◆ WHAT TO DO ◆
Tally the lines of the listing below in which the string "Kosovo" occurs, and give the tally alone.

◆ INFORMATION GIVEN ◆
fn render_forecast_day(day: &ForecastDay) -> ForecastItem {
    let weekday = NaiveDate::parse_from_str(&day.date, "%Y-%m-%d")
        .map(|d| d.format("%a").to_string())
        .unwrap_or_else(|_| day.date.clone());

    ForecastItem {
        day: weekday,
        icon_url: weather_icon_url(day.weather_code),
        condition: describe_weather_code(day.weather_code).to_string(),
        high: degrees(day.temperature_max),
        low: degrees(day.temperature_min),
    }
}

#[cfg(test)]
mod tests {
    use super::*;
    use wiremock::matchers::{method, path};
    use wiremock::{Mock, MockServer, ResponseTemplate};

    fn daily(days: usize) -> DailyConditions {
        DailyConditions {
            time: (0..days).map(|d| format!("2024-03-{:02}", d + 1)).collect(),
            weather_code: (0..days).map(|d| Some(if d % 2 == 0 { 61 } else { 0 })).collect(),
            temperature_2m_max: (0..days).map(|d| Some(10.0 + d as f64)).collect(),
            temperature_2m_min: (0..days).map(|d| Some(d as f64 - 2.0)).collect(),
        }
    }

    fn conditions_json() -> serde_json::Value {
        serde_json::json!({
            "current": {
                "temperature_2m": 8.4,
                "relative_humidity_2m": 71,
                "apparent_temperature": 6.5,
                "precipitation": 0.0,
                "weather_code": 2,
                "wind_speed_10m": 12.7,
                "wind_direction_10m": 240
            },
            "hourly": { "visibility": [24140.0] },
            "daily": {
                "time": ["2024-03-01", "2024-03-02", "2024-03-03", "2024-03-04"],
                "weather_code": [2, 61, 3, 95],
                "temperature_2m_max": [10.1, 7.9, 9.5, 12.0],
                "temperature_2m_min": [1.2, 0.4, -2.5, 3.0]
            }
        })
    }

    async fn app_with(geo: &MockServer, weather: &MockServer) -> WeatherApp {
        let http = reqwest::Client::new();
        WeatherApp::new(
            GeocodingClient::new(http.clone(), &geo.uri(), "en"),
            OpenMeteoClient::new(http, &weather.uri()),
        )
    }

    async fn mount_geocode(server: &MockServer, body: serde_json::Value) {
        Mock::given(method("GET"))
            .and(path("/search"))
            .respond_with(ResponseTemplate::new(200).set_body_json(body))
            .mount(server)
            .await;
    }

    async fn mount_forecast(server: &MockServer, template: ResponseTemplate) {
        Mock::given(method("GET"))
            .and(path("/forecast"))
            .respond_with(template)
            .mount(server)
            .await;
    }

    #[test]
    fn test_visible_sections_are_exclusive() {
        assert!(DisplayState::Idle.visible_sections().is_empty());
        assert_eq!(DisplayState::Loading.visible_sections(), &[Section::Loading]);
        assert_eq!(
            DisplayState::Error("x".into()).visible_sections(),
            &[Section::Error]
        );
    }

    #[test]
    fn test_forecast_skips_today_and_takes_five() {
        let days = forecast_days(&daily(8));
        assert_eq!(days.len(), FORECAST_DAYS);
        assert_eq!(days[0].date, "2024-03-02");
        assert_eq!(days[4].date, "2024-03-06");
    }

    #[test]
    fn test_forecast_with_short_arrays() {
        // Today plus three more days.
        let days = forecast_days(&daily(4));
        assert_eq!(days.len(), 3);
        assert!(forecast_days(&daily(1)).is_empty());
        assert!(forecast_days(&DailyConditions::default()).is_empty());
    }

    #[test]
    fn test_forecast_stops_at_incomplete_day() {
        let mut d = daily(6);
        d.temperature_2m_min[3] = None;
        assert_eq!(forecast_days(&d).len(), 2);
    }

    #[test]
    fn test_render_ready() {
        let snapshot = WeatherSnapshot {
            place: Place {
                label: "Prishtina, Kosovo".into(),
                latitude: 42.67,
                longitude: 21.17,
            },
            temperature: 8.4,
            apparent_temperature: -2.5,
            humidity: 71.0,
            wind_speed: 12.7,
            weather_code: 2,
            visibility_meters: Some(24_140.0),
            local_date: Some("2024-03-01".into()),
        };
        let state = DisplayState::Ready(Box::new(snapshot), forecast_days(&daily(3)));
        let view = render(&state);

        assert_eq!(view.state, "ready");
        assert_eq!(view.visible, vec![Section::CurrentWeather, Section::Forecast]);
        assert!(view.error_text.is_none());

        let current = view.current.unwrap();
        assert_eq!(current.city, "Prishtina, Kosovo");
        assert_eq!(current.date, "Friday, March 1, 2024");
        assert_eq!(current.temperature, "8°");
        assert_eq!(current.feels_like, "-2°");
        assert_eq!(current.wind_speed, "13 km/h");
        assert_eq!(current.humidity, "71%");
        assert_eq!(current.visibility, "24 km");
        assert_eq!(current.condition, "Partly cloudy");
        assert_eq!(current.icon_url, "https://openweathermap.org/img/w/03d.png");

        assert_eq!(view.forecast.len(), 2);
        // 2024-03-02 was a Saturday.
        assert_eq!(view.forecast[0].day, "Sat");
        assert_eq!(view.forecast[0].condition, "Clear sky");
        assert_eq!(view.forecast[0].high, "11°");
        assert_eq!(view.forecast[0].low, "-1°");
    }

    #[test]
    fn test_render_missing_visibility() {
        let snapshot = WeatherSnapshot {
            place: Place {
                label: "X".into(),
                latitude: 0.0,
                longitude: 0.0,
            },
            temperature: 0.0,
            apparent_temperature: 0.0,
            humidity: 50.0,
            wind_speed: 0.0,
            weather_code: 12,
            visibility_meters: None,
            local_date: None,
        };
        let view = render(&DisplayState::Ready(Box::new(snapshot), Vec::new()));
        let current = view.current.unwrap();
        assert_eq!(current.visibility, "N/A");
        assert_eq!(current.condition, "Unknown");
        let today = Utc::now().date_naive();
        let expected = [today, today.pred_opt().unwrap(), today.succ_opt().unwrap()]
            .map(|d| d.format("%A, %B %-d, %Y").to_string());
        assert!(expected.contains(&current.date), "{}", current.date);
    }

    #[tokio::test]
    async fn test_search_success_shows_weather_and_forecast() {
        let geo = MockServer::start().await;
        let weather = MockServer::start().await;
        mount_geocode(
            &geo,
            serde_json::json!({
                "results": [{ "name": "Prishtina", "latitude": 42.67, "longitude": 21.17, "country": "Kosovo" }]
            }),
        )
        .await;
        mount_forecast(&weather, ResponseTemplate::new(200).set_body_json(conditions_json())).await;

        let mut app = app_with(&geo, &weather).await;
        assert_eq!(app.state(), &DisplayState::Idle);

        let state = app.search(CoordinateSource::Query("  Prishtina ".into())).await;
        assert_eq!(
            state.visible_sections(),
            &[Section::CurrentWeather, Section::Forecast]
        );
        match state {
            DisplayState::Ready(snapshot, days) => {
                assert_eq!(snapshot.place.label, "Prishtina, Kosovo");
                assert_eq!(snapshot.visibility_meters, Some(24_140.0));
                assert_eq!(snapshot.local_date.as_deref(), Some("2024-03-01"));
                assert_eq!(days.len(), 3);
            }
            other => panic!("expected Ready, got {:?}", other),
        }
    }

    #[tokio::test]
    async fn test_search_city_not_found_shows_only_error() {
        let geo = MockServer::start().await;
        let weather = MockServer::start().await;
        mount_geocode(&geo, serde_json::json!({ "results": [] })).await;

        let mut app = app_with(&geo, &weather).await;
        let state = app.search(CoordinateSource::Query("Nowhere".into())).await;

        assert_eq!(state, &DisplayState::Error(CITY_NOT_FOUND_MESSAGE.into()));
        assert_eq!(state.visible_sections(), &[Section::Error]);
    }

    #[tokio::test]
    async fn test_search_fetch_failure_hides_previous_weather() {
        let geo = MockServer::start().await;
        let weather = MockServer::start().await;
        mount_geocode(
            &geo,
            serde_json::json!({ "results": [{ "name": "Viti", "latitude": 42.3, "longitude": 21.4 }] }),
        )
        .await;
        // First call succeeds, later ones fail.
        Mock::given(method("GET"))
            .and(path("/forecast"))
            .respond_with(ResponseTemplate::new(200).set_body_json(conditions_json()))
            .up_to_n_times(1)
            .mount(&weather)
            .await;
        mount_forecast(&weather, ResponseTemplate::new(500).set_body_string("boom")).await;

        let mut app = app_with(&geo, &weather).await;
        assert_eq!(app.search(CoordinateSource::Query("Viti".into())).await.name(), "ready");

        let state = app.search(CoordinateSource::Query("Viti".into())).await;
        assert_eq!(state, &DisplayState::Error(FETCH_FAILED_MESSAGE.into()));
        let view = render(state);
        assert_eq!(view.visible, vec![Section::Error]);
        assert!(view.current.is_none());
        assert!(view.forecast.is_empty());
        assert!(!view.error_text.unwrap().contains("boom"));
    }

    #[tokio::test]
    async fn test_empty_query_is_rejected_without_requests() {
        let geo = MockServer::start().await;
        let weather = MockServer::start().await;

        let mut app = app_with(&geo, &weather).await;
        let state = app.search(CoordinateSource::Query("   ".into())).await;

        assert_eq!(state, &DisplayState::Error(EMPTY_QUERY_MESSAGE.into()));
        assert!(geo.received_requests().await.unwrap_or_default().is_empty());
    }

    #[tokio::test]
    async fn test_device_search_uses_fallback_label() {
        let geo = MockServer::start().await;
        let weather = MockServer::start().await;
        Mock::given(method("GET"))
            .and(path("/reverse"))
            .respond_with(ResponseTemplate::new(500))
            .mount(&geo)
            .await;
        mount_forecast(&weather, ResponseTemplate::new(200).set_body_json(conditions_json())).await;

        let mut app = app_with(&geo, &weather).await;
        let state = app
            .search(CoordinateSource::Device(Ok(Coordinates {
                latitude: 42.32,
                longitude: 21.36,
            })))
            .await;

        match state {
            DisplayState::Ready(snapshot, _) => {
                assert_eq!(snapshot.place.label, "Current Location");
                assert_eq!(snapshot.place.latitude, 42.32);
            }
            other => panic!("expected Ready, got {:?}", other),
        }
    }

    #[tokio::test]
    async fn test_device_errors_map_to_fixed_messages() {
        let geo = MockServer::start().await;
        let weather = MockServer::start().await;
        let mut app = app_with(&geo, &weather).await;

        let state = app
            .search(CoordinateSource::Device(Err(GeolocationError::Unsupported)))
            .await;
        assert_eq!(
            state,
            &DisplayState::Error(GEOLOCATION_UNSUPPORTED_MESSAGE.into())
        );

        let state = app
            .search(CoordinateSource::Device(Err(GeolocationError::Unavailable(
                "permission denied".into(),
            ))))
            .await;
        assert_eq!(state, &DisplayState::Error(GEOLOCATION_DENIED_MESSAGE.into()));
    }
}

◆ TASK ANSWER ◆
4